According to Cook, Die Glocke was bell-shaped, about 12 ft high and 9 ft in diameter, and incorporated "two high-speed, counter-rotating cylinders filled with a purplish, liquid metallic-looking substance that was supposed to be highly radioactive, code-named 'Xerum 525.'" Cook recounts claims that "scientists and technicians who worked on the bell and who did not die of its effects were wiped out by the SS at the close of the war, and the device was moved to an unknown location". Cook proposed that SS official Hans Kammler later secretly traded this technology to the U.S. military in exchange for his freedom. Witkowski suggested that a concrete ring called "The Henge" near the Wenceslaus mine built in 1943 or 1944 and vaguely resembling Stonehenge was used to tether the Bell during tests. According to writer Jason Colavito, the structure is merely the remains of an ordinary industrial cooling tower.

Witkowski's book was translated to English in 2003. He claimed to have discovered evidence of Die Glocke in a review of WWII-era documents that were declassified by the Polish government, which led him to additional research via archives and interviews. The first document, allegedly supplied to Witkowski by an unnamed Polish government official, was an affidavit from the war crimes trial for General Jakob Sporrenberg, who supposedly confessed to ordering the murder of about 60 persons who had knowledge of the secretive project. Kurt Debus, Wernher von Braun and Walther Gerlach were also allegedly implicated in Die Glocke research. Witkowski claims Die Glocke was organized under a division of the Waffen-SS, and operated mainly at facilities in Lower Silesia. Die Glocke was conceived in early 1942, and active experimentation began in mid-1944.

Prisoners from the Gross-Rosen concentration camp were supposedly exposed to radiation from Die Glocke, resulting in many deaths and health problems. Survivors of the camp are alleged to have reported witnessing tests of Die Glocke, reporting a bright bluish light from the object.

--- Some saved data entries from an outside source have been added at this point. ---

use std::sync::Arc;

use serde::Deserialize;
use serde_json::Value;

use super::prompts;
use super::reply_parser::parse_json_reply;
use crate::application::ports::LlmClient;
use crate::domain::{Message, UserField, UserInfo};

pub const CONFIRMED_MESSAGE: &str = "Thank you for confirming! You can now ask questions.";
const INTERNAL_ERROR_MESSAGE: &str = "An internal error occurred. Please try again later.";
const PARSE_ERROR_MESSAGE: &str = "There was an issue processing your input. Please try again.";
const STRUCTURE_ERROR_MESSAGE: &str = "An unexpected issue occurred. Please try again.";
const INVALID_INPUT_MESSAGE: &str = "Invalid input. Please provide the required information.";

/// One exchange of the information-collection phase.
#[derive(Debug, Clone, Default)]
pub struct IntakeTurn {
    pub user_input: String,
    pub previous_output: String,
    pub collected: UserInfo,
    pub confirmation_status: bool,
}

#[derive(Debug, Clone, Copy, PartialEq, Eq)]
pub enum IntakeStatus {
    Success,
    Pending,
    Error,
}

impl IntakeStatus {
    pub fn as_str(&self) -> &'static str {
        match self {
            IntakeStatus::Success => "success",
            IntakeStatus::Pending => "pending",
            IntakeStatus::Error => "error",
        }
    }
}

#[derive(Debug, Clone)]
pub struct IntakeOutcome {
    pub status: IntakeStatus,
    pub response: String,
    pub collected: UserInfo,
    pub confirmation_status: bool,
    pub transition_to_qa: bool,
}

impl IntakeOutcome {
    fn stay(status: IntakeStatus, response: impl Into<String>, turn: IntakeTurn) -> Self {
        Self {
            status,
            response: response.into(),
            collected: turn.collected,
            confirmation_status: turn.confirmation_status,
            transition_to_qa: false,
        }
    }
}

#[derive(Debug, Deserialize)]
struct IntakeReply {
    field_to_update: Option<String>,
    value: Option<Value>,
    message_to_user: Option<String>,
    confirmation_status: Option<bool>,
    transition_to_qa: Option<bool>,
}

pub struct IntakeService<L>
where
    L: LlmClient,
{
    llm_client: Arc<L>,
}

impl<L> IntakeService<L>
where
    L: LlmClient,
{
    pub fn new(llm_client: Arc<L>) -> Self {
        Self { llm_client }
    }

    /// Advances the collection phase by one user message.
    ///
    /// Model and parsing failures are reported through [`IntakeStatus::Error`]
    /// with the collected data left untouched.
    pub async fn collect(&self, mut turn: IntakeTurn) -> IntakeOutcome {
        let missing = turn.collected.missing_fields();
        tracing::info!(missing = missing.len(), "Collecting user information");

        let prompt = if missing.is_empty() {
            prompts::intake_confirm_prompt(
                &turn.collected,
                &turn.user_input,
                &turn.previous_output,
                turn.confirmation_status,
            )
        } else {
            prompts::intake_collect_prompt(
                &turn.collected,
                &turn.user_input,
                &turn.previous_output,
                turn.confirmation_status,
            )
        };

        let raw_reply = match self.llm_client.chat(&[Message::system(prompt)]).await {
            Ok(reply) => reply,
            Err(e) => {
                tracing::error!(error = %e, "Intake completion failed");
                return IntakeOutcome::stay(IntakeStatus::Error, INTERNAL_ERROR_MESSAGE, turn);
            }
        };

        let reply: IntakeReply = match parse_json_reply(&raw_reply)
            .map_err(|e| e.to_string())
            .and_then(|v| serde_json::from_value(v).map_err(|e| e.to_string()))
        {
            Ok(reply) => reply,
            Err(e) => {
                tracing::error!(error = %e, "Failed to decode intake reply");
                return IntakeOutcome::stay(IntakeStatus::Error, PARSE_ERROR_MESSAGE, turn);
            }
        };

        let (Some(message), Some(new_confirmation), Some(wants_transition)) = (
            reply.message_to_user,
            reply.confirmation_status,
            reply.transition_to_qa,
        ) else {
            tracing::error!("Intake reply is missing required keys");
            return IntakeOutcome::stay(IntakeStatus::Error, STRUCTURE_ERROR_MESSAGE, turn);
        };

        let value = reply.value.as_ref().and_then(value_as_text);

        if !missing.is_empty() && value.is_none() {
            tracing::warn!(field = ?reply.field_to_update, "No usable value; re-prompting");
            let message = if message.trim().is_empty() {
                INVALID_INPUT_MESSAGE.to_string()
            } else {
                message
            };
            return IntakeOutcome::stay(IntakeStatus::Pending, message, turn);
        }

        if let Some(value) = value {
            let field = reply
                .field_to_update
                .as_deref()
                .and_then(|f| f.parse::<UserField>().ok());

            match field {
                Some(field) => {
                    if let Err(e) = field.validate(&value) {
                        tracing::warn!(field = %field, error = %e, "Field validation failed");
                        return IntakeOutcome::stay(
                            IntakeStatus::Pending,
                            format!("{} Please try again.", e),
                            turn,
                        );
                    }
                    tracing::info!(field = %field, "Updated collected field");
                    turn.collected.set(field, value);
                }
                None => {
                    tracing::warn!(field = ?reply.field_to_update, "Ignoring value for unknown field");
                }
            }
        }

        let transition = wants_transition && new_confirmation && turn.collected.is_complete();
        tracing::info!(
            transition_to_qa = transition,
            confirmation_status = new_confirmation,
            "Intake step complete"
        );

        if transition {
            return IntakeOutcome {
                status: IntakeStatus::Success,
                response: CONFIRMED_MESSAGE.to_string(),
                collected: turn.collected,
                confirmation_status: true,
                transition_to_qa: true,
            };
        }

        IntakeOutcome {
            status: IntakeStatus::Success,
            response: message,
            collected: turn.collected,
            confirmation_status: new_confirmation,
            transition_to_qa: false,
        }
    }
}

fn value_as_text(value: &Value) -> Option<String> {
    let text = match value {
        Value::String(s) => s.trim().to_string(),
        Value::Number(n) => n.to_string(),
        Value::Bool(b) => b.to_string(),
        _ => return None,
    };
    (!text.is_empty()).then_some(text)
}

Witkowski postulated Xerum 525 was likely an irradiated form of mercury used in the creation of a form of plasma that was intended as a weapon and/or propulsion system, and which may have been capable of distorting spacetime.

==Reception==
Cook's publication introduced the topic in English without critically discussing the subject. More recently, historian Eric Kurlander has discussed the topic in his 2017 book on Nazi esotericism Hitler's Monsters: A Supernatural History of the Third Reich. According to reviewer Julian Strube, Kurlander "cites from the reservoir of post-war conspiracy theories" and "heavily relies on sensationalist accounts...mixing up contemporary sources with post-war sensationalist literature, half-truths, and fictitious accounts".

According to Salon reviewer Kurt Kleiner, Cook's decade as an editor at Jane's Defence Weekly "is enough to make you take a second look" at Die Glocke theories. Kleiner further notes that anti-gravity per se "can't be completely dismissed" given that it's been the subject of serious research over the years, and also agrees that researchers in Nazi Germany were working on highly advanced technology during the 1940s. Nonetheless, Kleiner concludes: "It's a story that strains credulity. But unless we're after cheap laughs, our hope when we pick up a book like this is that the author will, against the odds, build a careful, reasonable and convincing case. Cook isn't that author". Kleiner criticised Cook's work as "ferreting out minor inconsistencies and odd, ambiguous details which he tries to puff up into proof", characterised the process of evaluating Cook's claims as "untangling science from pseudo-science", and concluded that "what is instructive about the book is the insight we get into how conspiracy theories seduce otherwise reasonable people".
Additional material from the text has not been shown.